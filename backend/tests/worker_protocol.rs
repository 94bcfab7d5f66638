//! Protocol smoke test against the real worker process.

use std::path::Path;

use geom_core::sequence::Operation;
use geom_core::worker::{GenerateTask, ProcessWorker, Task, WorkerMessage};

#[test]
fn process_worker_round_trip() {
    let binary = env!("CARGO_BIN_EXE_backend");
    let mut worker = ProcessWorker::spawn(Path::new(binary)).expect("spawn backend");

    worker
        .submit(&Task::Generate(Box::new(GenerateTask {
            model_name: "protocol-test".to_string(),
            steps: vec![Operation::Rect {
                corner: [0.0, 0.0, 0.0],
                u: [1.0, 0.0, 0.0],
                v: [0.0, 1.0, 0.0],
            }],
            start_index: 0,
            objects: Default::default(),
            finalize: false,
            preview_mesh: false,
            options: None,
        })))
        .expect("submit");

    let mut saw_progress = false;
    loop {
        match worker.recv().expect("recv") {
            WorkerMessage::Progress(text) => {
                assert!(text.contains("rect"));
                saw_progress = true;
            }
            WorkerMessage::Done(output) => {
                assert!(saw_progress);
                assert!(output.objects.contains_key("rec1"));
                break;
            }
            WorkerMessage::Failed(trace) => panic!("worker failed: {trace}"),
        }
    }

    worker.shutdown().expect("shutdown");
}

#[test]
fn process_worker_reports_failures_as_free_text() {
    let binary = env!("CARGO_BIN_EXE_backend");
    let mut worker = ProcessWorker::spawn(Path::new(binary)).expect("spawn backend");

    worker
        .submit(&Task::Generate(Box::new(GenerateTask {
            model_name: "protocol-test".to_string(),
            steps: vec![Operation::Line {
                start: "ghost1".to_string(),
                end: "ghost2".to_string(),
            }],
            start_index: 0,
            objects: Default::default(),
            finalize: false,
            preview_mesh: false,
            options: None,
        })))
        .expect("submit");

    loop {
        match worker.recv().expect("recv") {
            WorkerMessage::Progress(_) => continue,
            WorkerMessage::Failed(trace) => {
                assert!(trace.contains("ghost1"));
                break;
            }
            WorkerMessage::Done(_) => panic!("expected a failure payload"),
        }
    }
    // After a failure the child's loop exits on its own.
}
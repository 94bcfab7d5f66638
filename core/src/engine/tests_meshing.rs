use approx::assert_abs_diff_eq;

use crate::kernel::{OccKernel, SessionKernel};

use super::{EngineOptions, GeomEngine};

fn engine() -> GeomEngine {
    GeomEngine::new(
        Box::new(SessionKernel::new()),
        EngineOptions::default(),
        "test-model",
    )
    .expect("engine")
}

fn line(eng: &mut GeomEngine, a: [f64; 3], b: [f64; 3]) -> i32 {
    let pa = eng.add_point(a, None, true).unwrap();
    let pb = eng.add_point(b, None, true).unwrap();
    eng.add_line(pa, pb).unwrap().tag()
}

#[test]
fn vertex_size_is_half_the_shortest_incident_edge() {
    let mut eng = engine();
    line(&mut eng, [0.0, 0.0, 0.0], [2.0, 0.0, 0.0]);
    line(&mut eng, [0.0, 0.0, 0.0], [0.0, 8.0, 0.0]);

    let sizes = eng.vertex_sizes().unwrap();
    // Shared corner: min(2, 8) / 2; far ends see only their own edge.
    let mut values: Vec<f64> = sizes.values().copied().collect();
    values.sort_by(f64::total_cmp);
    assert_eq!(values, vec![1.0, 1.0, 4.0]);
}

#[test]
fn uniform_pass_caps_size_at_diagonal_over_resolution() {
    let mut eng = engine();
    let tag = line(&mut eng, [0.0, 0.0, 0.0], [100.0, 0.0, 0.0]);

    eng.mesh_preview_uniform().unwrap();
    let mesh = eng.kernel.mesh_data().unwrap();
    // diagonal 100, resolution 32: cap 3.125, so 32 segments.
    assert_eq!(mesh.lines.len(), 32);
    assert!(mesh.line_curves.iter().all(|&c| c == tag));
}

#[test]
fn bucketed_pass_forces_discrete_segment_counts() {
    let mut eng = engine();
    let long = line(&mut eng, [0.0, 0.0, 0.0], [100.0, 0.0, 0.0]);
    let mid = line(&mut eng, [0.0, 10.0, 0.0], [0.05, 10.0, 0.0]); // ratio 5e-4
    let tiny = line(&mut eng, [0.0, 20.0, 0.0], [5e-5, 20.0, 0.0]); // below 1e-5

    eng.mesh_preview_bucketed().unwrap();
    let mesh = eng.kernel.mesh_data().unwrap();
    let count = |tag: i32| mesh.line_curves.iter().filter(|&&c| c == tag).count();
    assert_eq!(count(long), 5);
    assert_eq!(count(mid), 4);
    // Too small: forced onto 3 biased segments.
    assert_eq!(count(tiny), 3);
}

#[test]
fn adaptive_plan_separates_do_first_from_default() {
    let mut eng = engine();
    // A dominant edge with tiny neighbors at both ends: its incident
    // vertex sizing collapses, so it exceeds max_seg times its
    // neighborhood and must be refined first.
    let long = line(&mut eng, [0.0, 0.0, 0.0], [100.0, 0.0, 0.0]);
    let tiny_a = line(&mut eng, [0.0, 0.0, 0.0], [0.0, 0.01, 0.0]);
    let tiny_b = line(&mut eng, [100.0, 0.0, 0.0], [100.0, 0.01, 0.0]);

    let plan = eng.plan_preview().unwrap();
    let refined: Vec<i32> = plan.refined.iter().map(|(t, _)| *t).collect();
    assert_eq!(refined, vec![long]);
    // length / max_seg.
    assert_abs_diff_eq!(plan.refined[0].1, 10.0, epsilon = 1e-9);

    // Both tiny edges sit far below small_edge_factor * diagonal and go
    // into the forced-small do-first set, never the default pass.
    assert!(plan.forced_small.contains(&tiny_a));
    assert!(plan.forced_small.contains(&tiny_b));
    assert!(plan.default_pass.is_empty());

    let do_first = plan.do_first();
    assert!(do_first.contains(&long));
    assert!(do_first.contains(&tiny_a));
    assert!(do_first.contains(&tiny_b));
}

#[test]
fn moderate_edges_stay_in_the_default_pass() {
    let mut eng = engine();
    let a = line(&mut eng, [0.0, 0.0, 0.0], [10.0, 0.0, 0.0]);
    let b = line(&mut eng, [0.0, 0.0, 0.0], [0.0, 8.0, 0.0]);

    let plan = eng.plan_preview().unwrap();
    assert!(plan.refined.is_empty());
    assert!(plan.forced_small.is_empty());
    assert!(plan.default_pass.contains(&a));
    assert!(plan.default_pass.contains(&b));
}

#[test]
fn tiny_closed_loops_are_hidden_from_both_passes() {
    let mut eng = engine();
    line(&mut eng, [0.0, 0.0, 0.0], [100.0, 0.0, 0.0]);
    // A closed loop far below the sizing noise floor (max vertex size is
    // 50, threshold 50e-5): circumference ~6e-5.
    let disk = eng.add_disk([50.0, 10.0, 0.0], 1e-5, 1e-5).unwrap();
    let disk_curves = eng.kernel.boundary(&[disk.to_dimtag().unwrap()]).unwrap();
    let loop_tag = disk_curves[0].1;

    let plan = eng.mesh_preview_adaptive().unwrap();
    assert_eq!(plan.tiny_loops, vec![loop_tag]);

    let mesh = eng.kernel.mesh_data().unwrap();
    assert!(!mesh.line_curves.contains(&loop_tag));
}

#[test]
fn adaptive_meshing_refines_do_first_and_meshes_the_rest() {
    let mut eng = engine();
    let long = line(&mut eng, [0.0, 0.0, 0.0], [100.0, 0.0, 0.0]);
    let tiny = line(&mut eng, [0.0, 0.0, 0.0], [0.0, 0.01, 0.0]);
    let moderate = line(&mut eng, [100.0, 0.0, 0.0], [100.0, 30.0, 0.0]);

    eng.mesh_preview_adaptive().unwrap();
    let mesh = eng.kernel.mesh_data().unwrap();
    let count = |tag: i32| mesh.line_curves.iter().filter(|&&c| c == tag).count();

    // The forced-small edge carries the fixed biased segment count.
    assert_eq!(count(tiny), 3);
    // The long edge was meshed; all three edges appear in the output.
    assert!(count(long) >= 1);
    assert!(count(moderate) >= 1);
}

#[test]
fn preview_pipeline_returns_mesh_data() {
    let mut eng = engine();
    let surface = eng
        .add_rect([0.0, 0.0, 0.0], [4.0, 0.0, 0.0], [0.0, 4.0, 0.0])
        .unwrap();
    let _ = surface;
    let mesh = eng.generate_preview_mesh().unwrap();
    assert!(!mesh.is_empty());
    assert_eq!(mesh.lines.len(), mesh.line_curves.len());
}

______________________________

From the material above, retype precisely the lines between the line holding "assert!(!mesh.line_curves.contains(&loop_tag));" and the line holding "let surface = eng", inclusive, and nothing beyond them.

    assert!(!mesh.line_curves.contains(&loop_tag));
}

#[test]
fn adaptive_meshing_refines_do_first_and_meshes_the_rest() {
    let mut eng = engine();
    let long = line(&mut eng, [0.0, 0.0, 0.0], [100.0, 0.0, 0.0]);
    let tiny = line(&mut eng, [0.0, 0.0, 0.0], [0.0, 0.01, 0.0]);
    let moderate = line(&mut eng, [100.0, 0.0, 0.0], [100.0, 30.0, 0.0]);

    eng.mesh_preview_adaptive().unwrap();
    let mesh = eng.kernel.mesh_data().unwrap();
    let count = |tag: i32| mesh.line_curves.iter().filter(|&&c| c == tag).count();

    // The forced-small edge carries the fixed biased segment count.
    assert_eq!(count(tiny), 3);
    // The long edge was meshed; all three edges appear in the output.
    assert!(count(long) >= 1);
    assert!(count(moderate) >= 1);
}

#[test]
fn preview_pipeline_returns_mesh_data() {
    let mut eng = engine();
    let surface = eng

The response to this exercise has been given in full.